If you’re using the AWS CLI, set the AWS_CA_BUNDLE environment variable to point to your Aembit Tenant Root CA certificate:

Terminal window
export AWS_CA_BUNDLE=/path/to/aembit-root-ca.pem

After completing the full configuration (Server Workload, Credential Provider, Client Workload, and Access Policy), verify access using the AWS CLI.

Terminal window
# Verify credentials are working
aws sts get-caller-identity
# List KMS keys
aws kms list-keys
# Describe a specific key
aws kms describe-key --key-id <your-key-id>

AWS IAM policies require different Resource ARN formats depending on the operation:

Operation TypeResource ARN FormatExample
Bucket-level (ListBucket)arn:aws:s3:::bucket-namearn:aws:s3:::my-bucket
Object-level (GetObject, PutObject)arn:aws:s3:::bucket-name/*arn:aws:s3:::my-bucket/*
Example IAM policy for S3 access
{
"Version": "2012-10-17",
"Statement": [
{
"Effect": "Allow",
"Action": ["s3:ListBucket"],
"Resource": "arn:aws:s3:::my-bucket"
},
{
"Effect": "Allow",
"Action": ["s3:GetObject", "s3:PutObject"],
"Resource": "arn:aws:s3:::my-bucket/*"
}
]
}

For more on AWS IAM policies, see Policies and permissions in Amazon S3.

AWS services use different endpoint patterns:

Service TypeEndpoint PatternExample
Regional servicesservice.region.amazonaws.comkms.us-east-1.amazonaws.com
Global servicesservice.amazonaws.comiam.amazonaws.com
S3 (virtual-hosted)bucket.s3.region.amazonaws.commy-bucket.s3.us-east-1.amazonaws.com

For the complete list of AWS service endpoints, see AWS service endpoints.

Aembit dynamically generates short-lived AWS STS credentials, eliminating manual credential rotation. For details on credential rotation, compromise response, and audit logging, see Credential Lifecycle Management.
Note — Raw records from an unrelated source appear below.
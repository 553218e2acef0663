// Author: Eshan Roy
// SPDX-License-Identifier: MIT

//! CLI module for cg.
//!
//! This module handles command-line argument parsing and command dispatch.

pub mod args;
mod dispatch;

pub use args::{Cli, Commands, OutputFormat};
pub use dispatch::run;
For common issues like Agent Proxy connectivity, network problems, or TLS configuration, see the Troubleshooting Guide.

AccessDenied errors -

If you receive AccessDenied errors when accessing AWS services:

  1. Verify your IAM Role has the correct permissions for the operation
  2. Check that bucket-level and object-level permissions use the correct ARN format
  3. Confirm the IAM Role trust policy allows the Aembit OIDC provider

Signature mismatch errors -

If you receive signature mismatch errors:

  1. Verify you configured TLS Decrypt
  2. Check the AWS_CA_BUNDLE environment variable points to the Aembit Root CA certificate
  3. If using request compression, turn it off with AWS_DISABLE_REQUEST_COMPRESSION=true
Remove the AWS Server Workload

If you no longer need this integration, remove components in this order:

  1. Deactivate associated Access Policies -

    • Go to Access Policies
    • Find policies that use this Server Workload or Credential Provider
    • Deactivate the policy (toggle off)
  2. Delete the Server Workload in Aembit -

    • Go to Server Workloads
    • Select your AWS workload and click Delete
  3. Delete the Credential Provider in Aembit -

    • Go to Credential Providers
    • Select the associated AWS STS Credential Provider and click Delete
  4. Delete the AWS IAM Role Integration in Aembit -

    • Go to Integrations
    • Select the AWS IAM Role Integration and click Delete
  5. Delete AWS resources (optional) -

    • AWS Console: IAM -> Identity providers -> Select the Aembit OIDC provider -> Delete
    • AWS Console: IAM -> Roles -> Select the IAM Role -> Delete

Deleting the Server Workload immediately stops credential provisioning. Ensure no applications are actively using this workload before deletion.